■ **Extracted information**:
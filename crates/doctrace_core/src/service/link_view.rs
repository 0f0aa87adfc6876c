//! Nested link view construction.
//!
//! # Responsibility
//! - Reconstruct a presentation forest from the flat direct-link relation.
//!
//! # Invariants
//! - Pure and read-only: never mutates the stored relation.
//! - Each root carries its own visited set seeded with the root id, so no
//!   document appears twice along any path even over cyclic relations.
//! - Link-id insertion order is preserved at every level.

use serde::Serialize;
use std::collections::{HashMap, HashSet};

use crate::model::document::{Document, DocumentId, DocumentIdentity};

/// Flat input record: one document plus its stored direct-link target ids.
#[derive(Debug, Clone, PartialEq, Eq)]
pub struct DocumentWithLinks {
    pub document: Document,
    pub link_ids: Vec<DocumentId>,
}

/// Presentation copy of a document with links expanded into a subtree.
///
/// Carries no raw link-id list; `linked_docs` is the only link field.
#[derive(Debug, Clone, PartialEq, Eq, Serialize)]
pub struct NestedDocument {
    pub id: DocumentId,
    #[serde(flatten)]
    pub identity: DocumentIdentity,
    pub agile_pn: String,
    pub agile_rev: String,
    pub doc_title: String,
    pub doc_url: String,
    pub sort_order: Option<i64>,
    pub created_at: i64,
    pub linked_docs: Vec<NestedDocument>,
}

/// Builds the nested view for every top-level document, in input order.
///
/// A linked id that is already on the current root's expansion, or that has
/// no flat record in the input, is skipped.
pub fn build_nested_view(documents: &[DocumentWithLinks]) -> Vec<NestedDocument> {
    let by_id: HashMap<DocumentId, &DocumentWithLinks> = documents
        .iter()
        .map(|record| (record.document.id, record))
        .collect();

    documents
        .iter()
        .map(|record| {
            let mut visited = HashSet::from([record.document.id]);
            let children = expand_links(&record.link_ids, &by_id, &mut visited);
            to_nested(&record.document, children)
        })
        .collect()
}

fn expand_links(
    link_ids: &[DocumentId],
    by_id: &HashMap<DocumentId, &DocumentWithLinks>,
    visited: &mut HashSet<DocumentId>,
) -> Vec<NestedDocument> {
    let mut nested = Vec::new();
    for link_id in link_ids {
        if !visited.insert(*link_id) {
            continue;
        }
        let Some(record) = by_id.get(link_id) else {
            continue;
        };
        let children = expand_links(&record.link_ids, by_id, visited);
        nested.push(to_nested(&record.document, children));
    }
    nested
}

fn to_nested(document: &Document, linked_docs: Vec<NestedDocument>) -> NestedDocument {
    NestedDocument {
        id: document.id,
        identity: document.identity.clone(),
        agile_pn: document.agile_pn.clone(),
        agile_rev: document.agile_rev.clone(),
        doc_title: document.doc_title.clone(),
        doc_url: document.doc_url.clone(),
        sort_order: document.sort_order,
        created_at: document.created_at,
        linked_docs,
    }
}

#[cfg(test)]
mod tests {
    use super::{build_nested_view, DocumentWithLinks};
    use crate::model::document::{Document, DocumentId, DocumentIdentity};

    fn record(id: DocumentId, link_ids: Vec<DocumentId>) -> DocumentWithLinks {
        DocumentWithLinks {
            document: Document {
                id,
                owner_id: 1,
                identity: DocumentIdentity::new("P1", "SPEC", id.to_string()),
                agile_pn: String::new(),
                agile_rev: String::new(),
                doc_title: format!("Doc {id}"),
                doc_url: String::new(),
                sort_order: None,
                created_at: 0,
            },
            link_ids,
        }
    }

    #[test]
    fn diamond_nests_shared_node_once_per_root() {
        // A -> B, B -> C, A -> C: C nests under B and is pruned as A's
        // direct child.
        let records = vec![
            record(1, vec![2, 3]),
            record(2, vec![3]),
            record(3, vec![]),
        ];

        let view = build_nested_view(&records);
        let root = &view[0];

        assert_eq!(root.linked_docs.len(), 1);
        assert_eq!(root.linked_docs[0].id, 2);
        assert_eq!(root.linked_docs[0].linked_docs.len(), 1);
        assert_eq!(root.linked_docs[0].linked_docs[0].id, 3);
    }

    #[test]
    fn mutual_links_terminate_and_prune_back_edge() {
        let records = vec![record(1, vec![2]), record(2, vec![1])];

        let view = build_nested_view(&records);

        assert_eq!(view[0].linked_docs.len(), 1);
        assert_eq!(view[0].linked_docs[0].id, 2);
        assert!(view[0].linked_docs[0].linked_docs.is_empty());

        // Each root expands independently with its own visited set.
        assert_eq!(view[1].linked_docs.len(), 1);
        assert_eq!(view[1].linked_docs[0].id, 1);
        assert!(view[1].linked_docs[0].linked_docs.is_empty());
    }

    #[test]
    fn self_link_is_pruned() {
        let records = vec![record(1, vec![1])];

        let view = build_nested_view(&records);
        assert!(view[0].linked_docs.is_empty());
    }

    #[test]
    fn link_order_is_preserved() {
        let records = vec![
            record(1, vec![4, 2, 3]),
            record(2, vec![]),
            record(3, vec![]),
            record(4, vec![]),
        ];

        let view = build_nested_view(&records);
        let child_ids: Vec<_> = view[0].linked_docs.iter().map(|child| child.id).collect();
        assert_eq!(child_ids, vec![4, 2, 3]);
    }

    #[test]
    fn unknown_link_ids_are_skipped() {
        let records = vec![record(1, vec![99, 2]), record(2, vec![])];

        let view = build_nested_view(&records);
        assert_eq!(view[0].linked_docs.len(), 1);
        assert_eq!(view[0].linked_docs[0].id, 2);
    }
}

---

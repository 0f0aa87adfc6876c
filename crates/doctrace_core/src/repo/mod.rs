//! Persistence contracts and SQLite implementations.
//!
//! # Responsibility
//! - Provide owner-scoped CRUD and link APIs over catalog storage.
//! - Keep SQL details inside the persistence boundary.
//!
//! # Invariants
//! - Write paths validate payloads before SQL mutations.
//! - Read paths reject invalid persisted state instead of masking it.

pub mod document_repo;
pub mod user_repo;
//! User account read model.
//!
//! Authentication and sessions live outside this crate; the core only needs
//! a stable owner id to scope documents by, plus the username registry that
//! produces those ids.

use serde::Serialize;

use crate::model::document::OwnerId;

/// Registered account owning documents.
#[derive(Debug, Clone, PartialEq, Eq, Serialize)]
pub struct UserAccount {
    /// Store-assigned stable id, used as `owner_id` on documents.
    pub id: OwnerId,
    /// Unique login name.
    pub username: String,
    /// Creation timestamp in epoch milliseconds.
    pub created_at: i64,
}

■ **Exercise goal**: Beginning with the line that has "of masking it." and ending with the line that has "in epoch milliseconds.", set down the lines above exactly and include no others.

■ **Written reply**:
//! - Read paths reject invalid persisted state instead of masking it.

pub mod document_repo;
pub mod user_repo;
//! User account read model.
//!
//! Authentication and sessions live outside this crate; the core only needs
//! a stable owner id to scope documents by, plus the username registry that
//! produces those ids.

use serde::Serialize;

use crate::model::document::OwnerId;

/// Registered account owning documents.
#[derive(Debug, Clone, PartialEq, Eq, Serialize)]
pub struct UserAccount {
    /// Store-assigned stable id, used as `owner_id` on documents.
    pub id: OwnerId,
    /// Unique login name.
    pub username: String,
    /// Creation timestamp in epoch milliseconds.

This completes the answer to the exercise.